The mapped callable may accept either item or context, item:

def tag_file(context, file_ref):
    return {"flow": context.flow_name, "name": file_ref.name}


flow = Flow(group="Reports").collect([".json"], root="incoming").map(tag_file)

Rules:

  • fn must be callable and accept either one or two parameters.

  • The current value must be iterable.

  • Strings, bytes, dictionaries, and None are rejected as map inputs.

  • Empty iterables are rejected.

  • Results are returned as a Batch.

  • use=, save_as=, and label= work the same way they do for step(...).

Use map(...) when the same operation should run once per item. Use step(...) when a callable should combine, reduce, or validate the whole collection.

step_each(fn, use=None, save_as=None, label=None)

step_each(...) is an alias for map(...).

flow = Flow(group="Reports").collect([".csv"], root="incoming").step_each(summarize_file)

Choose whichever name makes the chain read better. The signature, validation, and returned Batch behavior are the same as map(...).

run_once()

Run the flow once and return completed FlowContext objects.
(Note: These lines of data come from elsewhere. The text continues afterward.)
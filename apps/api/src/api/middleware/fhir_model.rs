//! Response shaping: storage envelope to FHIR resource
//!
//! Handlers on envelope routes answer with the attribution service's body,
//! `{id, version, updatedAt, info}`. This middleware buffers that body and
//! replaces it with `info` plus `id` and a synthesized `meta`. Error responses
//! pass through untouched.

use axum::{
    body::Body,
    extract::Request,
    http::header,
    middleware::Next,
    response::{IntoResponse, Response},
};
use dpc_fhir_models::ResourceEnvelope;

use crate::error::ApiError;
use crate::request_context::RequestContext;

/// Envelope bytes to FHIR resource bytes.
pub fn shape(envelope: &[u8]) -> dpc_fhir_models::Result<Vec<u8>> {
    let resource = ResourceEnvelope::from_slice(envelope)?.into_resource()?;
    Ok(serde_json::to_vec(&resource)?)
}

pub async fn fhir_model(req: Request, next: Next) -> Response {
    let ctx = req
        .extensions()
        .get::<RequestContext>()
        .cloned()
        .unwrap_or_default();

    let response = next.run(req).await;
    if !response.status().is_success() {
        return response;
    }

    let (mut parts, body) = response.into_parts();
    let bytes = match axum::body::to_bytes(body, usize::MAX).await {
        Ok(bytes) => bytes,
        Err(e) => {
            tracing::error!(request_id = %ctx.request_id, error = %e, "Failed to buffer response body");
            return ApiError::generic_server_issue(&ctx).into_response();
        }
    };

    match shape(&bytes) {
        Ok(resource) => {
            parts.headers.remove(header::CONTENT_LENGTH);
            Response::from_parts(parts, Body::from(resource))
        }
        Err(e) => {
            tracing::error!(
                request_id = %ctx.request_id,
                error = %e,
                "Failed to convert resource envelope"
            );
            ApiError::generic_server_issue(&ctx).into_response()
        }
    }
}
//! DPC API gateway entry point
//!
//! Serves the public and admin routers on separate listeners. A shutdown
//! signal drains both.

use anyhow::Context;
use dpc_api::{
    api::{admin_router, public_router},
    logging, AppState, Config,
};
use std::net::SocketAddr;
use tokio::sync::watch;

#[tokio::main]
async fn main() -> anyhow::Result<()> {
    if let Err(e) = dotenvy::dotenv() {
        if !e.not_found() {
            return Err(e).context("Failed to read .env file");
        }
    }

    let config = Config::load().context("Failed to load configuration")?;
    config
        .validate()
        .map_err(|e| anyhow::anyhow!("Invalid configuration: {e}"))?;

    let _telemetry_guard =
        logging::init_logging(&config.logging).context("Failed to initialize logging/telemetry")?;

    let public_addr = config
        .public_server
        .socket_addr()
        .context("Failed to determine public socket address")?;
    let admin_addr = config
        .admin_server
        .socket_addr()
        .context("Failed to determine admin socket address")?;

    tracing::info!(
        version = env!("CARGO_PKG_VERSION"),
        environment = %config.logging.deployment_environment,
        attribution_url = %config.attribution.url,
        auth_mode = ?config.auth.mode,
        "Starting DPC API"
    );

    let state = AppState::new(config).context("Failed to initialize application state")?;
    let public_app = public_router(state.clone());
    let admin_app = admin_router(state);

    let public_listener = tokio::net::TcpListener::bind(public_addr)
        .await
        .with_context(|| format!("Failed to bind public listener on {public_addr}"))?;
    let admin_listener = tokio::net::TcpListener::bind(admin_addr)
        .await
        .with_context(|| format!("Failed to bind admin listener on {admin_addr}"))?;

    tracing::info!("Public API listening on http://{}/v2", public_addr);
    tracing::info!("Admin API listening on http://{}/v2", admin_addr);

    let (shutdown_tx, shutdown_rx) = watch::channel(false);
    tokio::spawn(async move {
        shutdown_signal().await;
        let _ = shutdown_tx.send(true);
    });

    let public = axum::serve(
        public_listener,
        public_app.into_make_service_with_connect_info::<SocketAddr>(),
    )
    .with_graceful_shutdown(wait_for_shutdown(shutdown_rx.clone()));
    let admin = axum::serve(
        admin_listener,
        admin_app.into_make_service_with_connect_info::<SocketAddr>(),
    )
    .with_graceful_shutdown(wait_for_shutdown(shutdown_rx));

    tokio::try_join!(
        async { public.await.context("Public listener terminated unexpectedly") },
        async { admin.await.context("Admin listener terminated unexpectedly") },
    )?;

    tracing::info!("DPC API shutdown complete");
    Ok(())
}

async fn wait_for_shutdown(mut rx: watch::Receiver<bool>) {
    let _ = rx.wait_for(|stop| *stop).await;
}

/// Wait for SIGTERM or SIGINT.
#[cfg(unix)]
async fn shutdown_signal() {
    use tokio::signal::unix::{signal, SignalKind};

    let mut sigterm = match signal(SignalKind::terminate()) {
        Ok(s) => s,
        Err(e) => {
            tracing::warn!(error = %e, "Failed to install SIGTERM handler, waiting for SIGINT only");
            let _ = tokio::signal::ctrl_c().await;
            return;
        }
    };

    tokio::select! {
        _ = tokio::signal::ctrl_c() => tracing::info!("SIGINT received, starting graceful shutdown..."),
        _ = sigterm.recv() => tracing::info!("SIGTERM received, starting graceful shutdown..."),
    }
}

#[cfg(not(unix))]
async fn shutdown_signal() {
    let _ = tokio::signal::ctrl_c().await;
    tracing::info!("Shutdown signal received, starting graceful shutdown...");
}
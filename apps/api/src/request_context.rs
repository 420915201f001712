//! Per-request context
//!
//! Built by the outermost middleware from headers, then extended by the route
//! middleware (auth, path ids, export parameters). Handlers and the
//! attribution client only ever read it.

#[derive(Debug, Clone, Default)]
pub struct RequestContext {
    /// `X-Request-Id`, generated when the client sent none.
    pub request_id: String,
    /// Organization the caller acts for (from the token, `X-ORG`, or an admin path).
    pub organization_id: Option<String>,
    pub group_id: Option<String>,
    pub file_name: Option<String>,
    pub implementer_id: Option<String>,
    pub job_id: Option<String>,
    /// `X-Forwarded-For`, else the peer address.
    pub requesting_ip: Option<String>,
    /// Full URL the client called, forwarded as `X-Request-Url`.
    pub request_url: Option<String>,
    /// Validated `_type` of an export request.
    pub resource_types: Option<String>,
    /// Validated `_since` of an export request, RFC 3339.
    pub since: Option<String>,
}

impl RequestContext {
    pub fn new(request_id: impl Into<String>) -> Self {
        Self {
            request_id: request_id.into(),
            ..Self::default()
        }
    }
}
contexts = flow.run_once()
first_result = contexts[0].current

This is useful for one-off Python-driven execution. A source-backed individual flow may return more than one context, one for each executed source.

run()

Run continuously according to the flow trigger.

Flow(group="Reports").watch(mode="poll", source="incoming", interval="30s").run()
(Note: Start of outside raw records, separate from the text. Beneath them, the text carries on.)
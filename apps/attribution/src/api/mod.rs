//! HTTP layer - routes, handlers, and middleware

pub mod handlers;
pub mod middleware;

use crate::state::AppState;
use axum::{
    extract::DefaultBodyLimit,
    routing::{get, post},
    Extension, Router,
};
use dpc_fhir_models::ResourceType;

/// Create the attribution router
pub fn create_router(state: AppState) -> Router {
    let max_body_size = state.config.server.max_request_body_size;

    let group_routes = resource_routes(ResourceType::Group)
        .route("/:id/$export", get(handlers::export::export));

    Router::new()
        .route("/health", get(handlers::health))
        .nest("/Organization", resource_routes(ResourceType::Organization))
        .nest("/Practitioner", resource_routes(ResourceType::Practitioner))
        .nest("/Group", group_routes)
        .route("/Job/:id", get(handlers::job::batches))
        .route("/Data/:file_name", get(handlers::data::file_info))
        .fallback(handlers::not_found)
        .with_state(state)
        .layer(axum::middleware::from_fn(middleware::json_content_type))
        .layer(axum::middleware::from_fn(middleware::request_context_middleware))
        .layer(middleware::trace())
        .layer(DefaultBodyLimit::max(max_body_size))
}

/// CRUD routes for one enveloped resource type.
fn resource_routes(resource_type: ResourceType) -> Router<AppState> {
    Router::new()
        .route("/", post(handlers::resources::create))
        .route(
            "/:id",
            get(handlers::resources::read)
                .put(handlers::resources::update)
                .delete(handlers::resources::delete),
        )
        .layer(Extension(resource_type))
}
//! Request context and request id handling

use axum::{
    body::HttpBody as _,
    extract::{ConnectInfo, Request},
    http::{header, HeaderMap, HeaderValue},
    middleware::Next,
    response::Response,
};
use opentelemetry::trace::TraceContextExt;
use std::net::SocketAddr;
use std::time::Instant;
use tracing::Span;
use tracing_opentelemetry::OpenTelemetrySpanExt;
use uuid::Uuid;

use crate::error::{FHIR_JSON_CONTENT_TYPE, FHIR_NDJSON_CONTENT_TYPE};
use crate::request_context::RequestContext;

pub const REQUEST_ID_HEADER: &str = "x-request-id";
pub const FORWARDED_FOR_HEADER: &str = "x-forwarded-for";
pub const FORWARDED_PROTO_HEADER: &str = "x-forwarded-proto";

fn header_value(headers: &HeaderMap, name: &str) -> Option<String> {
    headers
        .get(name)
        .and_then(|v| v.to_str().ok())
        .map(str::trim)
        .filter(|v| !v.is_empty())
        .map(String::from)
}

/// `{scheme}://{host}{path?query}` as the client addressed it.
fn request_url(req: &Request) -> Option<String> {
    let headers = req.headers();
    let host = header_value(headers, header::HOST.as_str())
        .or_else(|| req.uri().authority().map(|a| a.to_string()))?;
    let scheme = header_value(headers, FORWARDED_PROTO_HEADER)
        .or_else(|| req.uri().scheme_str().map(String::from))
        .unwrap_or_else(|| "http".to_string());
    let path = req
        .uri()
        .path_and_query()
        .map(|pq| pq.as_str())
        .unwrap_or("/");
    Some(format!("{scheme}://{host}{path}"))
}

/// Create the [`RequestContext`] and the `http_request` span for a request.
///
/// The client's `X-Request-Id` is kept when present so its value shows up in
/// error diagnostics and in the attribution service's logs. The id is echoed on
/// every response.
#[tracing::instrument(
    name = "http_request",
    skip_all,
    fields(
        http.method = %req.method(),
        http.route = %req.uri().path(),
        otel.kind = "server",
        http.response.status_code = tracing::field::Empty,
        request_id = tracing::field::Empty,
        organization_id = tracing::field::Empty,
    )
)]
pub async fn request_context_middleware(mut req: Request, next: Next) -> Response {
    let span = Span::current();
    let start = Instant::now();

    let request_id = header_value(req.headers(), REQUEST_ID_HEADER)
        .unwrap_or_else(|| Uuid::new_v4().to_string());
    span.record("request_id", request_id.as_str());

    let requesting_ip = header_value(req.headers(), FORWARDED_FOR_HEADER).or_else(|| {
        req.extensions()
            .get::<ConnectInfo<SocketAddr>>()
            .map(|ConnectInfo(addr)| addr.ip().to_string())
    });
    let ctx = RequestContext {
        requesting_ip,
        request_url: request_url(&req),
        ..RequestContext::new(request_id.clone())
    };

    let method = req.method().clone();
    let path = req.uri().path().to_string();
    req.extensions_mut().insert(ctx);

    let mut response = next.run(req).await;

    let status = response.status();
    span.record("http.response.status_code", status.as_u16());
    tracing::info!(
        method = %method,
        path = %path,
        status = status.as_u16(),
        duration_ms = start.elapsed().as_millis(),
        "Request completed"
    );

    let headers = response.headers_mut();
    if let Ok(value) = HeaderValue::from_str(&request_id) {
        headers.insert(REQUEST_ID_HEADER, value);
    }
    let trace_id = span.context().span().span_context().trace_id();
    if trace_id != opentelemetry::trace::TraceId::INVALID {
        if let Ok(value) = HeaderValue::from_str(&trace_id.to_string()) {
            headers.insert("x-trace-id", value);
        }
    }
    response
}

/// FHIR routes answer with the FHIR JSON content type, except bulk data files.
///
/// Bodiless answers (204, 202 while a job runs, 410) get no content type.
pub async fn fhir_content_type(req: Request, next: Next) -> Response {
    let mut response = next.run(req).await;
    if response.body().size_hint().exact() == Some(0) {
        return response;
    }
    let is_ndjson = response
        .headers()
        .get(header::CONTENT_TYPE)
        .and_then(|v| v.to_str().ok())
        .is_some_and(|v| v.starts_with(FHIR_NDJSON_CONTENT_TYPE));
    if !is_ndjson {
        response.headers_mut().insert(
            header::CONTENT_TYPE,
            HeaderValue::from_static(FHIR_JSON_CONTENT_TYPE),
        );
    }
    response
}
use axum::{
    body::Bytes,
    extract::State,
    http::{header, HeaderMap, StatusCode},
    response::{IntoResponse, Response},
    Extension,
};

use crate::error::{ApiError, Result};
use crate::request_context::RequestContext;
use crate::state::AppState;

/// Exchange a client assertion for an access token at the token service.
pub async fn auth_token(
    State(state): State<AppState>,
    Extension(ctx): Extension<RequestContext>,
    headers: HeaderMap,
    body: Bytes,
) -> Result<Response> {
    if body.is_empty() {
        return Err(ApiError::business_violation(
            &ctx,
            StatusCode::BAD_REQUEST,
            "Body is required",
        ));
    }

    let content_type = headers
        .get(header::CONTENT_TYPE)
        .and_then(|v| v.to_str().ok());
    let token = state
        .ssas
        .authenticate(&ctx, content_type, body)
        .await
        .map_err(|e| {
            tracing::error!(request_id = %ctx.request_id, error = %e, "Token service rejected authentication");
            ApiError::server_issue(
                &ctx,
                StatusCode::INTERNAL_SERVER_ERROR,
                "Failed to authenticate token",
            )
        })?;

    if token.is_empty() {
        tracing::error!(request_id = %ctx.request_id, "Token service returned an empty body");
        return Err(ApiError::server_issue(
            &ctx,
            StatusCode::INTERNAL_SERVER_ERROR,
            "No token returned from SSAS",
        ));
    }
    Ok((StatusCode::OK, token).into_response())
}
Use this for long-lived poll or schedule execution from Python. For running several flows together, import the module-level run helper:

from data_engine import Flow, run

run(flow_a, flow_b)

Grouped execution runs flows sequentially within each group and allows different groups to run in parallel.

preview(use=None)

Run one flow for authoring-time inspection and return a real object.

build().preview()
build().preview(use="raw_text")
build().preview(use="summaries")

Behavior:

  • Without use=, preview returns the final context.current.

  • With use="name", preview runs only until that save_as slot exists.

  • Later write/debug steps are skipped once the requested object is available.

  • If a poll flow has several startup source files, preview uses the first deterministic source candidate.

  • preview(...) is not available from inside compiled flow modules.

preview(...) is for notebooks, REPLs, and direct flow-module authoring. Use run_once() when you need completed runtime contexts rather than just the previewed value.

Shared Validation Caveats

The fluent methods validate early so flow modules fail clearly while loading.

  • use= and save_as= must be non-empty strings when provided.

  • save_as="current" is reserved and rejected.

  • use= references are resolved at runtime; a step fails if the named object has not been saved by an earlier step in that run.

  • Step labels must be non-empty strings when provided.

  • Callable labels default to a title-cased version of the function or callable object name.

  • Relative paths are resolved from the flow authoring context when available; prefer project-relative paths in examples and committed flow modules.

  • collect(...) may produce an empty Batch, but map(...) rejects empty input.